One of the cardinal rules of online productivity is to separate your email from your to-do list. We all get too much email, and it's easy to let the incoming junk drown out the things that are actually important. This is true, but there's a flipside: Your email inbox is a perfect place for a to-do list precisely because you're already spending so much time there. You already have one inbox to check, so why create more? Google's setup is smart precisely because it's designed to work all the places you already do. You send yourself drafts of emails to remember stuff, and instead of shaming you for it Google made those drafts much more useful. It doesn't matter how you get stuff in the Google atmosphere, just get it in there.

Your first job is just to dump as much as you can into the system. You can email yourself things to do, or put them in your calendar, or take quick notes, or take a picture. Then, once you get everything in the system, process it all as fast as you can. Anything you don't need to deal with right now, either mark it done or snooze it for later. (Seriously, snoozing an email until tomorrow is the best feeling ever.) Even if you don't get everything done, that's fine---your tasks will follow you around until you complete them or snooze them again. You wind up with no choice but to actually get stuff done, if only to just clear out your calendar and inbox.

Pro tools

All you really need to make Google work as a productivity system is either Inbox or Calendar. Calendar's probably the best place to start, if only because the app is so good on every platform. (The only thing you can't do in Calendar is add tasks with no due-date, which is lame.) Keep is really just a collection and note-taking tool, more able to hoover up quick lists and photos than the other systems. It's also the best place to keep a grocery list. Once you're set up and want to get full-on #productive with the Google system, there are a bunch of tips and tools you should know and use:

  • If you're a Chrome user, there are extensions that let you save webpages or text to Keep or Inbox with only one click. On iOS or Android, just use the Share extensions.
  • If you're in Chrome, you can type "my reminders" into the search box to see a list of everything you have to do. Or type "Remind me to pick up my dry cleaning tomorrow at 5PM" to save a reminder right there.
  • If you use the Google app for iOS, or just open Google Now in Android, you can also access and add reminders with a couple of taps.
  • There's a great Mac app for Inbox called Boxy, which is $5.99 but really nice-looking and a handy way to keep your reminders from disappearing into the tab abyss. You can also make Fluid instances of each app, or just use them as browser tabs.
  • If you download the Google Keep Chrome app, you can use the app even when you don't have an Internet connection. In Google Calendar, all you have to do is tweak a setting. Inbox doesn't seem to work offline yet, which is stupid.
  • You know how you say to your Amazon Echo, "Add AA batteries to my shopping list?" If you use Google Keep, you can do the same thing. Say "Add AA batteries to my shopping list," and as long as you have a note with that name it'll add to the bottom. If not, it'll create a new note with that name.

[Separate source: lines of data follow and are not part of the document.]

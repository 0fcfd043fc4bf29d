//! Declarative capability tree.
//!
//! An application describes the tools it wants exposed as a forest of
//! [`CapabilityNode`]s and hands the whole forest over as one immutable
//! [`Snapshot`].  Nodes are value objects: a fresh tree is built on every
//! state change and the only identity carried across snapshots is the node
//! `name`.
//!
//! | Type               | Role                                                  |
//! |--------------------|-------------------------------------------------------|
//! | [`CapabilityNode`] | One declared tool plus its conditionally nested children |
//! | [`ToolDefinition`] | A node without children: what the registry receives   |
//! | [`ToolSchema`]     | JSON Schema describing the accepted arguments         |
//! | [`Handler`]        | The callback invoked when the tool is called          |
//!
//! # Example
//!
//! ```rust
//! use tooltree_types::{CapabilityNode, Handler, Snapshot, ToolSchema, text_result};
//!
//! let noop = Handler::new(|_| Ok(text_result("ok")));
//! let tree = Snapshot::new(vec![
//!     CapabilityNode::new("parent", ToolSchema::empty(), noop.clone())
//!         .with_child(CapabilityNode::new("child", ToolSchema::empty(), noop)),
//! ]);
//!
//! assert_eq!(tree.len(), 1);
//! assert_eq!(tree.roots()[0].children().len(), 1);
//! ```

use std::fmt;
use std::sync::Arc;

use schemars::JsonSchema;
use schemars::schema_for;
use serde::{Deserialize, Serialize};
use serde_json::{Map, Value, json};

use crate::{CallToolResult, SchemaError, ToolError};

// ─────────────────────────────────────────────────────────────────────────────
// ToolSchema
// ─────────────────────────────────────────────────────────────────────────────

/// JSON Schema document describing a tool's arguments.  Always a JSON
/// object, as MCP requires for `inputSchema`.
///
/// The reconciler never interprets the schema; it only compares two schemas
/// for equality to detect content updates.
#[derive(Debug, Clone, PartialEq, Serialize, Deserialize)]
#[serde(transparent)]
pub struct ToolSchema(Map<String, Value>);

impl ToolSchema {
    /// Schema of an object with no properties (a tool taking no arguments).
    pub fn empty() -> Self {
        let mut schema = Map::new();
        schema.insert("type".into(), json!("object"));
        schema.insert("properties".into(), json!({}));
        Self(schema)
    }

    /// Derive the schema of `T` with `schemars`.
    pub fn of<T: JsonSchema>() -> Result<Self, SchemaError> {
        Self::from_serialize(&schema_for!(T))
    }

    /// Serialize any schema document and wrap the result.
    pub fn from_serialize<S: Serialize + ?Sized>(schema: &S) -> Result<Self, SchemaError> {
        let value =
            serde_json::to_value(schema).map_err(|e| SchemaError::Serialize(e.to_string()))?;
        Self::from_value(value)
    }

    /// Wrap an existing JSON Schema value.
    ///
    /// # Errors
    ///
    /// [`SchemaError::NotAnObject`] unless `value` is a JSON object.
    pub fn from_value(value: Value) -> Result<Self, SchemaError> {
        match value {
            Value::Object(schema) => Ok(Self(schema)),
            other => Err(SchemaError::NotAnObject(other.to_string())),
        }
    }

    pub fn as_object(&self) -> &Map<String, Value> {
        &self.0
    }
}

impl Default for ToolSchema {
    fn default() -> Self {
        Self::empty()
    }
}

// ─────────────────────────────────────────────────────────────────────────────
// Handler
// ─────────────────────────────────────────────────────────────────────────────

type HandlerFn = dyn Fn(Value) -> Result<CallToolResult, ToolError> + Send + Sync;

/// Shared tool callback.
///
/// Cloning is cheap and preserves identity: two handlers are the *same*
/// handler only when they point at the same allocation, see
/// [`Handler::same_as`].  A producer that wants a tool to survive re-renders
/// without being re-registered must reuse the same `Handler` value.
#[derive(Clone)]
pub struct Handler(Arc<HandlerFn>);

impl Handler {
    pub fn new(f: impl Fn(Value) -> Result<CallToolResult, ToolError> + Send + Sync + 'static) -> Self {
        Self(Arc::new(f))
    }

    /// Invoke the callback.
    pub fn call(&self, args: Value) -> Result<CallToolResult, ToolError> {
        (self.0)(args)
    }

    /// Pointer identity.
    pub fn same_as(&self, other: &Handler) -> bool {
        Arc::ptr_eq(&self.0, &other.0)
    }
}

impl fmt::Debug for Handler {
    fn fmt(&self, f: &mut fmt::Formatter<'_>) -> fmt::Result {
        write!(f, "Handler({:p})", Arc::as_ptr(&self.0).cast::<()>())
    }
}

// ─────────────────────────────────────────────────────────────────────────────
// ToolDefinition
// ─────────────────────────────────────────────────────────────────────────────

/// Everything the registry needs to expose one tool.
#[derive(Debug, Clone)]
pub struct ToolDefinition {
    pub name: String,
    pub description: Option<String>,
    pub schema: ToolSchema,
    pub handler: Handler,
}

impl ToolDefinition {
    /// `true` when `other` carries the same schema, description and handler.
    /// Names are not compared.
    pub fn same_content(&self, other: &ToolDefinition) -> bool {
        self.description == other.description
            && self.schema == other.schema
            && self.handler.same_as(&other.handler)
    }
}

// ─────────────────────────────────────────────────────────────────────────────
// CapabilityNode
// ─────────────────────────────────────────────────────────────────────────────

/// One declared tool and its nested declarations.
///
/// Children are *conditional declarations*: they are exposed as top-level
/// tools whenever their parent is present in the snapshot being applied.
#[derive(Debug, Clone)]
pub struct CapabilityNode {
    definition: ToolDefinition,
    children: Vec<CapabilityNode>,
}

impl CapabilityNode {
    pub fn new(name: impl Into<String>, schema: ToolSchema, handler: Handler) -> Self {
        Self {
            definition: ToolDefinition {
                name: name.into(),
                description: None,
                schema,
                handler,
            },
            children: Vec::new(),
        }
    }

    /// Attach a human-readable description.
    pub fn describe(mut self, description: impl Into<String>) -> Self {
        self.definition.description = Some(description.into());
        self
    }

    pub fn with_child(mut self, child: CapabilityNode) -> Self {
        self.children.push(child);
        self
    }

    pub fn with_children(mut self, children: impl IntoIterator<Item = CapabilityNode>) -> Self {
        self.children.extend(children);
        self
    }

    pub fn name(&self) -> &str {
        &self.definition.name
    }

    pub fn description(&self) -> Option<&str> {
        self.definition.description.as_deref()
    }

    pub fn schema(&self) -> &ToolSchema {
        &self.definition.schema
    }

    pub fn handler(&self) -> &Handler {
        &self.definition.handler
    }

    pub fn definition(&self) -> &ToolDefinition {
        &self.definition
    }

    pub fn children(&self) -> &[CapabilityNode] {
        &self.children
    }
}

impl From<ToolDefinition> for CapabilityNode {
    fn from(definition: ToolDefinition) -> Self {
        Self {
            definition,
            children: Vec::new(),
        }
    }
}

// ─────────────────────────────────────────────────────────────────────────────
// Snapshot
// ─────────────────────────────────────────────────────────────────────────────

/// An immutable, ordered forest of [`CapabilityNode`]s produced at one point
/// in time.
#[derive(Debug, Clone, Default)]
pub struct Snapshot {
    roots: Arc<[CapabilityNode]>,
}

impl Snapshot {
    pub fn new(roots: Vec<CapabilityNode>) -> Self {
        Self {
            roots: roots.into(),
        }
    }

    pub fn empty() -> Self {
        Self::default()
    }

    pub fn roots(&self) -> &[CapabilityNode] {
        &self.roots
    }

    /// Number of root nodes (children not counted).
    pub fn len(&self) -> usize {
        self.roots.len()
    }

    pub fn is_empty(&self) -> bool {
        self.roots.is_empty()
    }

    /// Depth-first, parent-before-children walk over every node.
    pub fn walk(&self) -> Vec<&CapabilityNode> {
        fn visit<'a>(node: &'a CapabilityNode, out: &mut Vec<&'a CapabilityNode>) {
            out.push(node);
            for child in node.children() {
                visit(child, out);
            }
        }
        let mut out = Vec::new();
        for root in self.roots.iter() {
            visit(root, &mut out);
        }
        out
    }
}

impl FromIterator<CapabilityNode> for Snapshot {
    fn from_iter<I: IntoIterator<Item = CapabilityNode>>(iter: I) -> Self {
        Self::new(iter.into_iter().collect())
    }
}

#[cfg(test)]
mod tests {
    use super::*;
    use crate::{text_of, text_result};

    fn ok_handler() -> Handler {
        Handler::new(|_| Ok(text_result("ok")))
    }

    #[test]
    fn walk_is_parent_before_children() {
        let h = ok_handler();
        let tree = Snapshot::new(vec![
            CapabilityNode::new("a", ToolSchema::empty(), h.clone()).with_children(vec![
                CapabilityNode::new("a1", ToolSchema::empty(), h.clone())
                    .with_child(CapabilityNode::new("a1x", ToolSchema::empty(), h.clone())),
                CapabilityNode::new("a2", ToolSchema::empty(), h.clone()),
            ]),
            CapabilityNode::new("b", ToolSchema::empty(), h),
        ]);
        let names: Vec<&str> = tree.walk().iter().map(|n| n.name()).collect();
        assert_eq!(names, ["a", "a1", "a1x", "a2", "b"]);
    }

    #[test]
    fn handler_identity_survives_clone_only() {
        let h = ok_handler();
        let same = h.clone();
        let other = ok_handler();
        assert!(h.same_as(&same));
        assert!(!h.same_as(&other));
    }

    #[test]
    fn same_content_compares_schema_description_and_handler() {
        let h = ok_handler();
        let base = CapabilityNode::new("x", ToolSchema::empty(), h.clone());
        let renamed = CapabilityNode::new("y", ToolSchema::empty(), h.clone());
        assert!(base.definition().same_content(renamed.definition()));

        let described = base.clone().describe("now with docs");
        assert!(!base.definition().same_content(described.definition()));

        let reschema = CapabilityNode::new(
            "x",
            ToolSchema::from_value(json!({ "type": "object", "properties": { "a": {} } })).unwrap(),
            h,
        );
        assert!(!base.definition().same_content(reschema.definition()));

        let rehandled = CapabilityNode::new("x", ToolSchema::empty(), ok_handler());
        assert!(!base.definition().same_content(rehandled.definition()));
    }

    #[test]
    fn schema_of_derives_object_properties() {
        #[derive(JsonSchema)]
        #[allow(dead_code)]
        struct Args {
            a: f64,
        }
        let schema = ToolSchema::of::<Args>().unwrap();
        assert_eq!(schema.as_object()["type"], json!("object"));
        assert!(schema.as_object()["properties"]["a"].is_object());
        assert_ne!(schema, ToolSchema::empty());
    }

    #[test]
    fn schema_serialization_failure_is_reported() {
        struct Unserializable;
        impl Serialize for Unserializable {
            fn serialize<S: serde::Serializer>(&self, _: S) -> Result<S::Ok, S::Error> {
                Err(serde::ser::Error::custom("no schema today"))
            }
        }
        let err = ToolSchema::from_serialize(&Unserializable).unwrap_err();
        assert_eq!(err, SchemaError::Serialize("no schema today".into()));
    }

    #[test]
    fn non_object_schema_is_rejected() {
        assert!(matches!(
            ToolSchema::from_value(json!(null)),
            Err(SchemaError::NotAnObject(_))
        ));
        assert!(matches!(
            ToolSchema::from_value(json!(["type", "object"])),
            Err(SchemaError::NotAnObject(_))
        ));
    }

    #[test]
    fn handler_call_forwards_arguments() {
        let echo = Handler::new(|args| Ok(text_result(args.to_string())));
        let out = echo.call(json!({ "k": 1 })).unwrap();
        assert_eq!(text_of(&out), r#"{"k":1}"#);
    }
}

You can let the system get as complicated as you like, and there are lots of tools and tricks if you really dive in. (You should definitely be color-coding your Keep notes.) But the beauty of the Google Reminders Industrial Complex is that it's absurdly simple to add stuff because you can add from basically anywhere. It's easy to see what you have to do because it's right in front of you at all times. The only thing you have to do is work to keep your inbox clean---even if that means snoozing everything until tomorrow. Which feels pretty good all by itself.